Um derart komplexe Systeme testen und die Qualität der Software sicherstellen zu können, sind moderne automatisierte Testverfahren wichtig. Hier greift die ServiceXpert auf ihr langjähriges Know-how aus den Bereichen der klassischen Softwareentwicklung, Build- und Test-Automatisierung sowie Integrationstests mit „Hardware in the Loop“ (HIL) Simulationen zurück. Für das Projekt FEEDBACCar wurde ein Continuous Integration Server aufgesetzt, der neben automatisierten Software Builds und statischer Code Analyse (MISRA C, CERT C Secure Coding Standard) auch in der Lage war, die Software direkt auf die Hardware zu flashen, um anschließend automatisiert Integrationstests durchzuführen. Es wurden neben den marktüblichen Tools auch eigens entwickelte Lösungen wie z. B. ein Low-Cost HIL zur Stimulierung der Hardware und eine komplette Simulation der WLAN Kommunikation eingesetzt. Dadurch konnten alle Zustände im System getestet werden, ohne einen kompletten Systemaufbau vor Ort zu haben. Der Aufwand für die Integration des Steuergerätes in das Gesamtsystem wurde so signifikant verkürzt und trug damit maßgeblich zu einem erfolgreichen Projektabschluss bei.

Die Gesamt-Integration erfolgte abschließend in Zusammenarbeit mit der Zollner Elektronik AG zuerst an einem Laboraufbau mit allen Hardwarekomponenten und letztendlich in drei Prototyp-Fahrzeugen. Hierbei erwies sich die enge Partnerschaft mit der ESG Mobility als überaus nützlich, welche die Anbindung an die Fahrzeugschnittstellen realisierte. Somit konnte eine reibungslose Integration des Laboraufbaus in die Fahrzeuge gewährleistet werden.

Die erfolgreich ausgestatteten Prototypen wurde im Rahmen eines Technologietages „Induktives Laden“ der Zollner Elektronik AG am 17. Oktober 2019 erstmals vorgestellt. Unter den Teilnehmern waren auch Vertreter namhafter Automotive OEMs, die großes Interesse an der Lösung von Zollner und ServiceXpert zeigten.

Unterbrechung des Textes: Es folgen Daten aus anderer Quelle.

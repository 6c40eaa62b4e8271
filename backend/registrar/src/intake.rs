//! Application intake: validation, pricing, id assignment, and status lookup.

use std::collections::BTreeSet;

use chrono::{DateTime, Duration, Utc};
use serde::{Deserialize, Serialize};
use tracing::info;
use uuid::Uuid;

use crate::errors::ServiceError;
use crate::fees;
use crate::models::{CompanyType, NewRegistration, PaymentStatus, RegistrationStatus};
use crate::notify::{Notification, SharedNotifier};
use crate::store::SharedStore;

const APPLICATION_PREFIX: &str = "NLS";

/// Registration form as submitted by the client. Every field is optional
/// here so that validation can report all missing fields at once.
#[derive(Debug, Clone, Default, Deserialize)]
#[serde(rename_all = "camelCase")]
pub struct RegistrationRequest {
    pub company_type: Option<String>,
    pub company_name: Option<String>,
    pub business_activity: Option<String>,
    pub registered_address: Option<String>,
    pub contact_person: Option<String>,
    pub email: Option<String>,
    pub phone: Option<String>,
    pub pan_number: Option<String>,
    pub number_of_directors: Option<u32>,
    pub capital_amount: Option<i64>,
    #[serde(default)]
    pub additional_services: Vec<String>,
}

#[derive(Debug, Clone, PartialEq, Serialize)]
#[serde(rename_all = "camelCase")]
pub struct Submission {
    pub application_id: String,
    pub estimated_days: u32,
    pub total_fee: i64,
}

#[derive(Debug, Clone, PartialEq, Serialize)]
#[serde(rename_all = "camelCase")]
pub struct StatusSummary {
    pub application_id: String,
    pub status: RegistrationStatus,
    pub payment_status: PaymentStatus,
    pub total_fee: i64,
    pub paid_amount: i64,
    pub message: String,
}

pub struct IntakeService {
    store: SharedStore,
    notifier: SharedNotifier,
}

impl IntakeService {
    pub fn new(store: SharedStore, notifier: SharedNotifier) -> Self {
        Self { store, notifier }
    }

    pub async fn submit(&self, request: RegistrationRequest) -> Result<Submission, ServiceError> {
        let required = RequiredFields::extract(&request)?;
        let now = Utc::now();

        let company_type = CompanyType::from_label(required.company_type);
        let additional_services: BTreeSet<String> = request
            .additional_services
            .iter()
            .map(|s| s.trim().to_string())
            .filter(|s| !s.is_empty())
            .collect();
        let total_fee = fees::compute_fee(
            &company_type,
            additional_services.iter().map(String::as_str),
        );
        let estimated_days = fees::estimate_days(&company_type);

        let registration = self
            .store
            .create_registration(NewRegistration {
                application_id: generate_application_id(now),
                company_type,
                company_name: required.company_name.to_string(),
                business_activity: required.business_activity.to_string(),
                registered_address: required.registered_address.to_string(),
                contact_person: required.contact_person.to_string(),
                email: required.email.to_string(),
                phone: required.phone.to_string(),
                pan_number: request
                    .pan_number
                    .as_deref()
                    .map(str::trim)
                    .filter(|s| !s.is_empty())
                    .map(String::from),
                number_of_directors: request.number_of_directors,
                capital_amount: request.capital_amount,
                additional_services,
                status: RegistrationStatus::Pending,
                total_fee,
                estimated_completion_days: estimated_days,
                paid_amount: 0,
                payment_status: PaymentStatus::Unpaid,
                estimated_completion_date: Some(now + Duration::days(i64::from(estimated_days))),
            })
            .await?;

        info!(
            application_id = %registration.application_id,
            company_type = %registration.company_type,
            total_fee,
            "Registration received"
        );
        self.notifier
            .notify(Notification::registration_received(&registration));

        Ok(Submission {
            application_id: registration.application_id,
            estimated_days,
            total_fee,
        })
    }

    pub async fn lookup(&self, application_id: &str) -> Result<StatusSummary, ServiceError> {
        let registration = self
            .store
            .get_registration(application_id)
            .await?
            .ok_or_else(|| ServiceError::NotFound("Application not found".to_string()))?;

        Ok(StatusSummary {
            message: status_message(registration.status).to_string(),
            application_id: registration.application_id,
            status: registration.status,
            payment_status: registration.payment_status,
            total_fee: registration.total_fee,
            paid_amount: registration.paid_amount,
        })
    }
}

/// Borrowed, trimmed values of the mandatory form fields.
struct RequiredFields<'a> {
    company_type: &'a str,
    company_name: &'a str,
    business_activity: &'a str,
    registered_address: &'a str,
    contact_person: &'a str,
    email: &'a str,
    phone: &'a str,
}

impl<'a> RequiredFields<'a> {
    fn extract(request: &'a RegistrationRequest) -> Result<Self, ServiceError> {
        let mut missing = Vec::new();
        let mut take = |name: &'static str, value: &'a Option<String>| {
            match value.as_deref().map(str::trim).filter(|v| !v.is_empty()) {
                Some(v) => v,
                None => {
                    missing.push(name);
                    ""
                }
            }
        };

        let fields = RequiredFields {
            company_type: take("companyType", &request.company_type),
            company_name: take("companyName", &request.company_name),
            business_activity: take("businessActivity", &request.business_activity),
            registered_address: take("registeredAddress", &request.registered_address),
            contact_person: take("contactPerson", &request.contact_person),
            email: take("email", &request.email),
            phone: take("phone", &request.phone),
        };

        if missing.is_empty() {
            Ok(fields)
        } else {
            Err(ServiceError::Validation(format!(
                "Missing required fields: {}",
                missing.join(", ")
            )))
        }
    }
}

/// `NLS-<unix millis>-<12 random hex digits>`. Carries nothing about the applicant.
pub fn generate_application_id(now: DateTime<Utc>) -> String {
    let random = Uuid::new_v4().simple().to_string();
    format!(
        "{APPLICATION_PREFIX}-{}-{}",
        now.timestamp_millis(),
        random[..12].to_ascii_uppercase()
    )
}

fn status_message(status: RegistrationStatus) -> &'static str {
    match status {
        RegistrationStatus::Pending => "Application is being processed",
        RegistrationStatus::Processing => "Application is under review with the registrar",
        RegistrationStatus::Completed => "Company registration is complete",
        RegistrationStatus::Rejected => "Application was rejected; please contact us",
    }
}

#[cfg(test)]
pub(crate) mod tests {
    use std::collections::HashSet;
    use std::sync::Arc;

    use super::*;
    use crate::models::RegistrationPatch;
    use crate::notify::RecordingNotifier;
    use crate::store::{MemoryStore, RecordStore};

    pub fn acme_request() -> RegistrationRequest {
        RegistrationRequest {
            company_type: Some("private".to_string()),
            company_name: Some("Acme Pvt Ltd".to_string()),
            business_activity: Some("Trading".to_string()),
            registered_address: Some("Kathmandu".to_string()),
            contact_person: Some("Ram Shrestha".to_string()),
            email: Some("ram@x.com".to_string()),
            phone: Some("9800000000".to_string()),
            additional_services: vec!["PAN Registration".to_string()],
            ..Default::default()
        }
    }

    fn service() -> (IntakeService, MemoryStore, Arc<RecordingNotifier>) {
        let store = MemoryStore::new();
        let notifier = Arc::new(RecordingNotifier::default());
        let service = IntakeService::new(Arc::new(store.clone()), notifier.clone());
        (service, store, notifier)
    }

    #[tokio::test]
    async fn acme_private_with_pan() {
        let (service, store, notifier) = service();
        let submission = service.submit(acme_request()).await.unwrap();

        assert_eq!(submission.total_fee, 17000);
        assert_eq!(submission.estimated_days, 10);
        assert!(submission.application_id.starts_with("NLS-"));

        let stored = store
            .get_registration(&submission.application_id)
            .await
            .unwrap()
            .unwrap();
        assert_eq!(stored.status, RegistrationStatus::Pending);
        assert_eq!(stored.payment_status, PaymentStatus::Unpaid);
        assert_eq!(stored.paid_amount, 0);
        assert_eq!(
            stored.estimated_completion_date,
            Some(stored.created_at + Duration::days(10))
        );

        let sent = notifier.sent();
        assert_eq!(sent.len(), 1);
        assert_eq!(sent[0].application_id(), submission.application_id);
    }

    #[tokio::test]
    async fn reports_every_missing_field() {
        let (service, _, notifier) = service();
        let request = RegistrationRequest {
            company_name: Some("   ".to_string()),
            email: None,
            phone: Some(String::new()),
            ..acme_request()
        };
        let err = service.submit(request).await.unwrap_err();
        match err {
            ServiceError::Validation(msg) => {
                assert_eq!(msg, "Missing required fields: companyName, email, phone")
            }
            other => panic!("expected validation error, got {other:?}"),
        }
        assert!(notifier.sent().is_empty());
    }

    #[tokio::test]
    async fn empty_request_names_all_seven_fields() {
        let (service, _, _) = service();
        let Err(ServiceError::Validation(msg)) =
            service.submit(RegistrationRequest::default()).await
        else {
            panic!("expected validation error");
        };
        let named: Vec<&str> = msg
            .trim_start_matches("Missing required fields: ")
            .split(", ")
            .collect();
        assert_eq!(
            named,
            [
                "companyType",
                "companyName",
                "businessActivity",
                "registeredAddress",
                "contactPerson",
                "email",
                "phone"
            ]
        );
    }

    #[tokio::test]
    async fn duplicate_services_are_charged_once() {
        let (service, _, _) = service();
        let request = RegistrationRequest {
            additional_services: vec![
                "PAN Registration".to_string(),
                "PAN Registration".to_string(),
                "VAT Registration".to_string(),
            ],
            ..acme_request()
        };
        assert_eq!(service.submit(request).await.unwrap().total_fee, 20000);
    }

    #[test]
    fn application_ids_do_not_collide() {
        let now = Utc::now();
        let ids: HashSet<String> = (0..10_000).map(|_| generate_application_id(now)).collect();
        assert_eq!(ids.len(), 10_000);
    }

    #[tokio::test]
    async fn distinct_submissions_get_distinct_ids() {
        let (service, _, _) = service();
        let first = service.submit(acme_request()).await.unwrap();
        let second = service
            .submit(RegistrationRequest {
                company_name: Some("Beta Traders".to_string()),
                ..acme_request()
            })
            .await
            .unwrap();
        assert_ne!(first.application_id, second.application_id);
    }

    #[tokio::test]
    async fn lookup_unknown_is_not_found() {
        let (service, _, _) = service();
        assert!(matches!(
            service.lookup("NLS-0-MISSING").await,
            Err(ServiceError::NotFound(_))
        ));
    }

    #[tokio::test]
    async fn lookup_reflects_current_status_without_mutating() {
        let (service, store, _) = service();
        let submission = service.submit(acme_request()).await.unwrap();
        let before = store
            .get_registration(&submission.application_id)
            .await
            .unwrap()
            .unwrap();

        let summary = service.lookup(&submission.application_id).await.unwrap();
        assert_eq!(summary.status, RegistrationStatus::Pending);
        assert_eq!(summary.message, "Application is being processed");

        let after = store
            .get_registration(&submission.application_id)
            .await
            .unwrap()
            .unwrap();
        assert_eq!(before, after);

        store
            .update_registration(
                &after.id,
                RegistrationPatch {
                    status: Some(RegistrationStatus::Completed),
                    ..Default::default()
                },
            )
            .await
            .unwrap();
        let summary = service.lookup(&submission.application_id).await.unwrap();
        assert_eq!(summary.status, RegistrationStatus::Completed);
    }
}
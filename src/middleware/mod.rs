//! Cross-cutting HTTP middleware.
//!
//! Request logging with latency tracking. Authorization gates live in `auth::middleware`.

pub mod logging;

pub use logging::request_logging;
//! Authentication Module
//! Mission: Credential hashing, JWT session tokens, account directory and RBAC gates

pub mod api;
pub mod directory;
pub mod jwt;
pub mod middleware;
pub mod models;
pub mod password;
pub mod service;
pub mod user_store;

pub use api::AuthState;
pub use directory::{AccountDirectory, DirectoryError, MemoryDirectory};
pub use jwt::{JwtHandler, TokenError};
pub use middleware::{auth_middleware, require_admin};
pub use models::{Account, Claims, Role};
pub use password::CredentialHasher;
pub use service::{AuthService, ServiceError};
pub use user_store::SqliteDirectory;
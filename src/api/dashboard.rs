//! Dashboard endpoints behind the authorization chain

use crate::auth::{models::Claims, AuthState};
use axum::{extract::State, Extension, Json};
use serde::{Deserialize, Serialize};
use tracing::warn;
use uuid::Uuid;

#[derive(Debug, Serialize, Deserialize)]
pub struct UserDashboard {
    pub message: String,
    pub email: String,
    #[serde(skip_serializing_if = "Option::is_none")]
    pub name: Option<String>,
}

#[derive(Debug, Serialize, Deserialize)]
pub struct AdminDashboard {
    pub message: String,
    pub admin_email: String,
    pub secret_info: String,
}

#[derive(Debug, Serialize, Deserialize)]
pub struct HealthResponse {
    pub status: String,
    pub version: String,
}

/// GET /dashboard/user
pub async fn user_dashboard(
    State(state): State<AuthState>,
    Extension(claims): Extension<Claims>,
) -> Json<UserDashboard> {
    // Display name is best effort; the token alone is enough to serve the page.
    let name = match Uuid::parse_str(&claims.sub) {
        Ok(id) => match state.service.find_account(&id).await {
            Ok(account) => account.map(|a| a.name),
            Err(e) => {
                warn!(error = %e, "Account lookup for dashboard failed");
                None
            }
        },
        Err(_) => None,
    };

    Json(UserDashboard {
        message: "Welcome to your user dashboard!".to_string(),
        email: claims.email,
        name,
    })
}

/// GET /dashboard/admin
pub async fn admin_dashboard(Extension(claims): Extension<Claims>) -> Json<AdminDashboard> {
    Json(AdminDashboard {
        message: "Welcome to the Admin Dashboard!".to_string(),
        admin_email: claims.email,
        secret_info: "This is top secret data for admins only.".to_string(),
    })
}

/// GET /health
pub async fn health_check() -> Json<HealthResponse> {
    Json(HealthResponse {
        status: "ok".to_string(),
        version: env!("CARGO_PKG_VERSION").to_string(),
    })
}
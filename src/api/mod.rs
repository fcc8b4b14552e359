pub mod dashboard;
pub mod routes;

pub use routes::create_router;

ServiceXpert, ein Unternehmen der ESG-Gruppe, beschäftigt über 85 Mitarbeiter an den Standorten Hamburg und München. ServiceXpert ist ein europaweit operierendes System- und Softwarehaus mit einem fokussierten Leistungsportfolio für das Lifecycle-Management von EE-Informationen für führende Nutzfahrzeughersteller sowie deren Zulieferindustrie.